## Exercise prompt
Return all of the entries exactly, with nothing added or left out.

··········

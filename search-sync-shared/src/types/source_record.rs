//! Source-of-truth record types.
//!
//! This module defines the entity types that are mirrored into the search index
//! and the record shape the primary datastore hands back when a reference is
//! resolved.

use serde::{Deserialize, Serialize};
use serde_json::{Map, Value};
use std::fmt;
use std::str::FromStr;

/// Entity types known to the search index.
///
/// The wire name (`as_str`) is what ends up in serialized document references;
/// the document type (`document_type`) is the value of the `type` field stored
/// with every indexed document.
#[derive(Debug, Clone, Copy, PartialEq, Eq, Hash, PartialOrd, Ord, Serialize, Deserialize)]
pub enum SourceType {
    Project,
    Issue,
    MergeRequest,
    Note,
    Milestone,
    Snippet,
    WikiPage,
}

impl SourceType {
    /// All known entity types.
    pub const ALL: [SourceType; 7] = [
        SourceType::Project,
        SourceType::Issue,
        SourceType::MergeRequest,
        SourceType::Note,
        SourceType::Milestone,
        SourceType::Snippet,
        SourceType::WikiPage,
    ];

    /// The type name used in serialized references (e.g. `MergeRequest`).
    pub fn as_str(&self) -> &'static str {
        match self {
            SourceType::Project => "Project",
            SourceType::Issue => "Issue",
            SourceType::MergeRequest => "MergeRequest",
            SourceType::Note => "Note",
            SourceType::Milestone => "Milestone",
            SourceType::Snippet => "Snippet",
            SourceType::WikiPage => "WikiPage",
        }
    }

    /// The document type stored in the index (e.g. `merge_request`).
    pub fn document_type(&self) -> &'static str {
        match self {
            SourceType::Project => "project",
            SourceType::Issue => "issue",
            SourceType::MergeRequest => "merge_request",
            SourceType::Note => "note",
            SourceType::Milestone => "milestone",
            SourceType::Snippet => "snippet",
            SourceType::WikiPage => "wiki_page",
        }
    }

    /// Parse a document type name (the snake_case form).
    pub fn from_document_type(name: &str) -> Option<Self> {
        Self::ALL.into_iter().find(|t| t.document_type() == name)
    }
}

impl fmt::Display for SourceType {
    fn fmt(&self, f: &mut fmt::Formatter<'_>) -> fmt::Result {
        f.write_str(self.as_str())
    }
}

impl FromStr for SourceType {
    type Err = String;

    fn from_str(s: &str) -> Result<Self, Self::Err> {
        Self::ALL
            .into_iter()
            .find(|t| t.as_str() == s)
            .ok_or_else(|| format!("unknown source type '{}'", s))
    }
}

/// Anything that can be mirrored into the search index.
pub trait Indexable {
    /// The entity type of the record.
    fn source_type(&self) -> SourceType;
    /// Primary key in the primary datastore.
    fn source_id(&self) -> i64;
    /// Identifier of the document in the search index.
    fn document_id(&self) -> String;
    /// Routing key for records living under a parent's routing group.
    fn routing_key(&self) -> Option<String>;
    /// The indexed-field projection of the record.
    fn as_indexed_json(&self) -> Value;
}

/// A live record loaded from the primary datastore.
///
/// `fields` holds the indexed-field projection; everything else identifies
/// where the record lives in the index.
#[derive(Debug, Clone, PartialEq, Serialize, Deserialize)]
pub struct SourceRecord {
    pub source_type: SourceType,
    pub id: i64,
    pub document_id: String,
    #[serde(skip_serializing_if = "Option::is_none")]
    pub routing_key: Option<String>,
    pub fields: Value,
}

impl SourceRecord {
    /// Create a top-level record whose document id is `<type>_<id>`.
    ///
    /// # Example
    ///
    /// ```
    /// use search_sync_shared::{SourceRecord, SourceType};
    /// use serde_json::json;
    ///
    /// let record = SourceRecord::new(SourceType::Project, 7, json!({"name": "gitaly"}));
    /// assert_eq!(record.document_id, "project_7");
    /// assert!(record.routing_key.is_none());
    /// ```
    pub fn new(source_type: SourceType, id: i64, fields: Value) -> Self {
        Self {
            source_type,
            id,
            document_id: format!("{}_{}", source_type.document_type(), id),
            routing_key: None,
            fields,
        }
    }

    /// Create a record that lives under the routing group of a parent project.
    pub fn with_parent(source_type: SourceType, id: i64, project_id: i64, fields: Value) -> Self {
        Self {
            routing_key: Some(format!("project_{}", project_id)),
            ..Self::new(source_type, id, fields)
        }
    }
}

impl Indexable for SourceRecord {
    fn source_type(&self) -> SourceType {
        self.source_type
    }

    fn source_id(&self) -> i64 {
        self.id
    }

    fn document_id(&self) -> String {
        self.document_id.clone()
    }

    fn routing_key(&self) -> Option<String> {
        self.routing_key.clone()
    }

    fn as_indexed_json(&self) -> Value {
        let mut doc = match &self.fields {
            Value::Object(map) => map.clone(),
            Value::Null => Map::new(),
            other => {
                let mut map = Map::new();
                map.insert("value".to_string(), other.clone());
                map
            }
        };
        doc.insert("id".to_string(), Value::from(self.id));
        doc.insert(
            "type".to_string(),
            Value::from(self.source_type.document_type()),
        );
        Value::Object(doc)
    }
}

··········

## Result of this exercise
filename search-sync-shared/src/types/source_record.rs
//! Source-of-truth record types.
//!
//! This module defines the entity types that are mirrored into the search index
//! and the record shape the primary datastore hands back when a reference is
//! resolved.

use serde::{Deserialize, Serialize};
use serde_json::{Map, Value};
use std::fmt;
use std::str::FromStr;

/// Entity types known to the search index.
///
/// The wire name (`as_str`) is what ends up in serialized document references;
/// the document type (`document_type`) is the value of the `type` field stored
/// with every indexed document.
#[derive(Debug, Clone, Copy, PartialEq, Eq, Hash, PartialOrd, Ord, Serialize, Deserialize)]
pub enum SourceType {
    Project,
    Issue,
    MergeRequest,
    Note,
    Milestone,
    Snippet,
    WikiPage,
}

impl SourceType {
    /// All known entity types.
    pub const ALL: [SourceType; 7] = [
        SourceType::Project,
        SourceType::Issue,
        SourceType::MergeRequest,
        SourceType::Note,
        SourceType::Milestone,
        SourceType::Snippet,
        SourceType::WikiPage,
    ];

    /// The type name used in serialized references (e.g. `MergeRequest`).
    pub fn as_str(&self) -> &'static str {
        match self {
            SourceType::Project => "Project",
            SourceType::Issue => "Issue",
            SourceType::MergeRequest => "MergeRequest",
            SourceType::Note => "Note",
            SourceType::Milestone => "Milestone",
            SourceType::Snippet => "Snippet",
            SourceType::WikiPage => "WikiPage",
        }
    }

    /// The document type stored in the index (e.g. `merge_request`).
    pub fn document_type(&self) -> &'static str {
        match self {
            SourceType::Project => "project",
            SourceType::Issue => "issue",
            SourceType::MergeRequest => "merge_request",
            SourceType::Note => "note",
            SourceType::Milestone => "milestone",
            SourceType::Snippet => "snippet",
            SourceType::WikiPage => "wiki_page",
        }
    }

    /// Parse a document type name (the snake_case form).
    pub fn from_document_type(name: &str) -> Option<Self> {
        Self::ALL.into_iter().find(|t| t.document_type() == name)
    }
}

impl fmt::Display for SourceType {
    fn fmt(&self, f: &mut fmt::Formatter<'_>) -> fmt::Result {
        f.write_str(self.as_str())
    }
}

impl FromStr for SourceType {
    type Err = String;

    fn from_str(s: &str) -> Result<Self, Self::Err> {
        Self::ALL
            .into_iter()
            .find(|t| t.as_str() == s)
            .ok_or_else(|| format!("unknown source type '{}'", s))
    }
}

/// Anything that can be mirrored into the search index.
pub trait Indexable {
    /// The entity type of the record.
    fn source_type(&self) -> SourceType;
    /// Primary key in the primary datastore.
    fn source_id(&self) -> i64;
    /// Identifier of the document in the search index.
    fn document_id(&self) -> String;
    /// Routing key for records living under a parent's routing group.
    fn routing_key(&self) -> Option<String>;
    /// The indexed-field projection of the record.
    fn as_indexed_json(&self) -> Value;
}

/// A live record loaded from the primary datastore.
///
/// `fields` holds the indexed-field projection; everything else identifies
/// where the record lives in the index.
#[derive(Debug, Clone, PartialEq, Serialize, Deserialize)]
pub struct SourceRecord {
    pub source_type: SourceType,
    pub id: i64,
    pub document_id: String,
    #[serde(skip_serializing_if = "Option::is_none")]
    pub routing_key: Option<String>,
    pub fields: Value,
}

impl SourceRecord {
    /// Create a top-level record whose document id is `<type>_<id>`.
    ///
    /// # Example
    ///
    /// ```
    /// use search_sync_shared::{SourceRecord, SourceType};
    /// use serde_json::json;
    ///
    /// let record = SourceRecord::new(SourceType::Project, 7, json!({"name": "gitaly"}));
    /// assert_eq!(record.document_id, "project_7");
    /// assert!(record.routing_key.is_none());
    /// ```
    pub fn new(source_type: SourceType, id: i64, fields: Value) -> Self {
        Self {
            source_type,
            id,
            document_id: format!("{}_{}", source_type.document_type(), id),
            routing_key: None,
            fields,
        }
    }

    /// Create a record that lives under the routing group of a parent project.
    pub fn with_parent(source_type: SourceType, id: i64, project_id: i64, fields: Value) -> Self {
        Self {
            routing_key: Some(format!("project_{}", project_id)),
            ..Self::new(source_type, id, fields)
        }
    }
}

impl Indexable for SourceRecord {
    fn source_type(&self) -> SourceType {
        self.source_type
    }

    fn source_id(&self) -> i64 {
        self.id
    }

    fn document_id(&self) -> String {
        self.document_id.clone()
    }

    fn routing_key(&self) -> Option<String> {
        self.routing_key.clone()
    }

    fn as_indexed_json(&self) -> Value {
        let mut doc = match &self.fields {
            Value::Object(map) => map.clone(),
            Value::Null => Map::new(),
            other => {
                let mut map = Map::new();
                map.insert("value".to_string(), other.clone());
                map
            }
        };
        doc.insert("id".to_string(), Value::from(self.id));
        doc.insert(
            "type".to_string(),
            Value::from(self.source_type.document_type()),
        );
        Value::Object(doc)
    }
}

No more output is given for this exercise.